Tutorial 02: Optimization

A version control repository is a place where files under the control of a version control system, such as git, are kept track of over time. This lab includes the initial steps for accessing git repositories.

In this lab session you will explore optimisation methods, and practice writing R functions that can be supplied to the standard optimisation routine in R, in order to perform numerical parameter estimation. You will not hand in anything, but you should keep your code script file for later use.

Note: This lab sheet contains supplementary course notes about optimisation and the R language.

Working with git/github/RStudio

Initial authentication setup

If you’re working on rstudio.cloud, first click on your name in the top right corner and go to Authentication. Activate github access, including “Private repo access also enabled”. You should be redirected to authenticate yourself with github. (Without this step, creating a new project from a github repository becomes more complicated.)

If you’re working on a local computer, see sections Personal access token for HTTPS (Personal Access Tokens, as used in week 1, see Technical Setup on Learn) and Set up keys for SSH (if you’re already using ssh keys, these can be used with github) at happygitwithr.com has useful information for setting up the system. The simplest approach is to set the GITHUB_PAT in the .Renviron file with usethis::edit_r_environ()., but some of the other methods are more secure. The procedure is similar to the setup for rstudio.cloud Projects, but for local computer setup it can be done globally for all R projects.

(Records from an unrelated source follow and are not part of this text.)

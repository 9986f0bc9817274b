//! Progress events streamed to the caller of one generation request.
//!
//! The pipeline writes into a [`ProgressSink`]; the HTTP layer (or the CLI)
//! reads the paired receiver. Exactly one terminal event (`complete` or
//! `error`) passes through a sink. Anything emitted after it is dropped.

use std::sync::Arc;
use std::sync::atomic::{AtomicBool, Ordering};

use serde::{Deserialize, Serialize};
use serde_json::Value;
use tokio::sync::mpsc;
use tracing::debug;

#[derive(Debug, Clone, PartialEq, Serialize, Deserialize)]
#[serde(
    tag = "event",
    content = "data",
    rename_all = "snake_case",
    rename_all_fields = "camelCase"
)]
pub enum ProgressEvent {
    Start {
        message: String,
    },
    Iteration {
        current: u32,
        max: u32,
    },
    Log {
        message: String,
    },
    Code {
        code: String,
    },
    Sandbox {
        url: String,
        sandbox_id: String,
    },
    Quality {
        score: u8,
    },
    Complete {
        code: String,
        sandbox_url: String,
        sandbox_id: String,
        iterations: u32,
        success: bool,
    },
    Error {
        message: String,
    },
}

impl ProgressEvent {
    /// Event name as sent on the wire.
    pub fn name(&self) -> &'static str {
        match self {
            ProgressEvent::Start { .. } => "start",
            ProgressEvent::Iteration { .. } => "iteration",
            ProgressEvent::Log { .. } => "log",
            ProgressEvent::Code { .. } => "code",
            ProgressEvent::Sandbox { .. } => "sandbox",
            ProgressEvent::Quality { .. } => "quality",
            ProgressEvent::Complete { .. } => "complete",
            ProgressEvent::Error { .. } => "error",
        }
    }

    /// JSON payload without the event name.
    pub fn payload(&self) -> Value {
        match serde_json::to_value(self) {
            Ok(mut value) => value
                .get_mut("data")
                .map(Value::take)
                .unwrap_or(Value::Null),
            Err(_) => Value::Null,
        }
    }

    pub fn is_terminal(&self) -> bool {
        matches!(
            self,
            ProgressEvent::Complete { .. } | ProgressEvent::Error { .. }
        )
    }
}

/// Write side of a progress stream.
#[derive(Clone)]
pub struct ProgressSink {
    tx: mpsc::UnboundedSender<ProgressEvent>,
    terminated: Arc<AtomicBool>,
}

/// Create a connected sink/receiver pair.
pub fn channel() -> (ProgressSink, mpsc::UnboundedReceiver<ProgressEvent>) {
    let (tx, rx) = mpsc::unbounded_channel();
    (
        ProgressSink {
            tx,
            terminated: Arc::new(AtomicBool::new(false)),
        },
        rx,
    )
}

impl ProgressSink {
    /// Send an event. Returns false when it was dropped, either because a
    /// terminal event already went out or because the receiver is gone.
    pub fn emit(&self, event: ProgressEvent) -> bool {
        if event.is_terminal() {
            if self.terminated.swap(true, Ordering::SeqCst) {
                debug!(event = event.name(), "dropping second terminal event");
                return false;
            }
        } else if self.terminated.load(Ordering::SeqCst) {
            debug!(event = event.name(), "dropping event after terminal event");
            return false;
        }
        self.tx.send(event).is_ok()
    }

    /// True once the receiver has been dropped (client disconnected).
    pub fn is_closed(&self) -> bool {
        self.tx.is_closed()
    }

    pub fn log(&self, message: impl Into<String>) {
        self.emit(ProgressEvent::Log {
            message: message.into(),
        });
    }

    pub fn code(&self, code: impl Into<String>) {
        self.emit(ProgressEvent::Code { code: code.into() });
    }

    pub fn error(&self, message: impl Into<String>) {
        self.emit(ProgressEvent::Error {
            message: message.into(),
        });
    }
}

#[cfg(test)]
mod tests {
    use super::*;

    #[test]
    fn test_event_wire_format() {
        let event = ProgressEvent::Sandbox {
            url: "http://localhost:49153".into(),
            sandbox_id: "abc".into(),
        };
        assert_eq!(event.name(), "sandbox");
        assert_eq!(
            event.payload(),
            serde_json::json!({"url": "http://localhost:49153", "sandboxId": "abc"})
        );

        let json = serde_json::to_value(ProgressEvent::Complete {
            code: "x".into(),
            sandbox_url: "u".into(),
            sandbox_id: "id".into(),
            iterations: 2,
            success: true,
        })
        .unwrap();
        assert_eq!(json["event"], "complete");
        assert_eq!(json["data"]["sandboxUrl"], "u");
        assert_eq!(json["data"]["iterations"], 2);
    }

    #[test]
    fn test_event_round_trips_through_json() {
        let event = ProgressEvent::Iteration { current: 3, max: 20 };
        let text = serde_json::to_string(&event).unwrap();
        assert_eq!(text, r#"{"event":"iteration","data":{"current":3,"max":20}}"#);
        let back: ProgressEvent = serde_json::from_str(&text).unwrap();
        assert_eq!(back, event);
    }

    #[tokio::test]
    async fn test_sink_allows_single_terminal_event() {
        let (sink, mut rx) = channel();
        assert!(sink.emit(ProgressEvent::Start {
            message: "go".into()
        }));
        sink.error("boom");
        sink.emit(ProgressEvent::Complete {
            code: String::new(),
            sandbox_url: String::new(),
            sandbox_id: String::new(),
            iterations: 1,
            success: true,
        });
        sink.log("late");
        drop(sink);

        let mut names = Vec::new();
        while let Some(event) = rx.recv().await {
            names.push(event.name());
        }
        assert_eq!(names, vec!["start", "error"]);
    }

    #[test]
    fn test_sink_reports_closed_receiver() {
        let (sink, rx) = channel();
        assert!(!sink.is_closed());
        drop(rx);
        assert!(sink.is_closed());
        assert!(!sink.emit(ProgressEvent::Log {
            message: "nobody listening".into()
        }));
    }

    #[test]
    fn test_clones_share_terminal_state() {
        let (sink, _rx) = channel();
        let other = sink.clone();
        sink.error("first");
        assert!(!other.emit(ProgressEvent::Error {
            message: "second".into()
        }));
    }
}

Creating a new RStudio Project from github

The Section Connect to GitHub explains how to create new repositories on github, and how to access them. For this tutorial, a repository has already been created for you in the StatComp21 organisation, so only the “clone” and “Make a local change, commit, and push” steps will be needed.

After setting up the initial github authentication, follow these steps:

Go to github.com/StatComp21
You should see a Repository called lab02-username where “username” is your github username. (If not, you may not have been connected to the course github in time for your repostitory to be created; contact the course organizer.)
Click on the repository to see what it contains. Use the “Code” button to copy the HTTPS version of the URL that can be used to create a “Clone”.

On rstudio.cloud: go to the Statistical Computing workspace.
Create a “New Project”-“from Git Repository” based on the URL to your git repository
On a local R/RStudio installation: opening RStudio, and then choosing “File -> New Project -> Version Control -> Git”
Make sure to place the repository in a suitable location on your local disk, and avoid blank spaces and special characters in the path.

In the project, open the file lab02_code.R, and use it to hold the code for this lab. During the lab, remember to save the script file regularly, to avoid losing any work. You will also use git to synchronise the file contents with the github repository.

Note: If you’re on rstudio.cloud, some version of StatCompLab package will already be installed, but running remotes::install_github("finnlindgren/StatCompLab") will ensure that you have the latest version. On your local computer, you will also need to run remotes::install_github("finnlindgren/StatCompLab") to install and upgrade the package.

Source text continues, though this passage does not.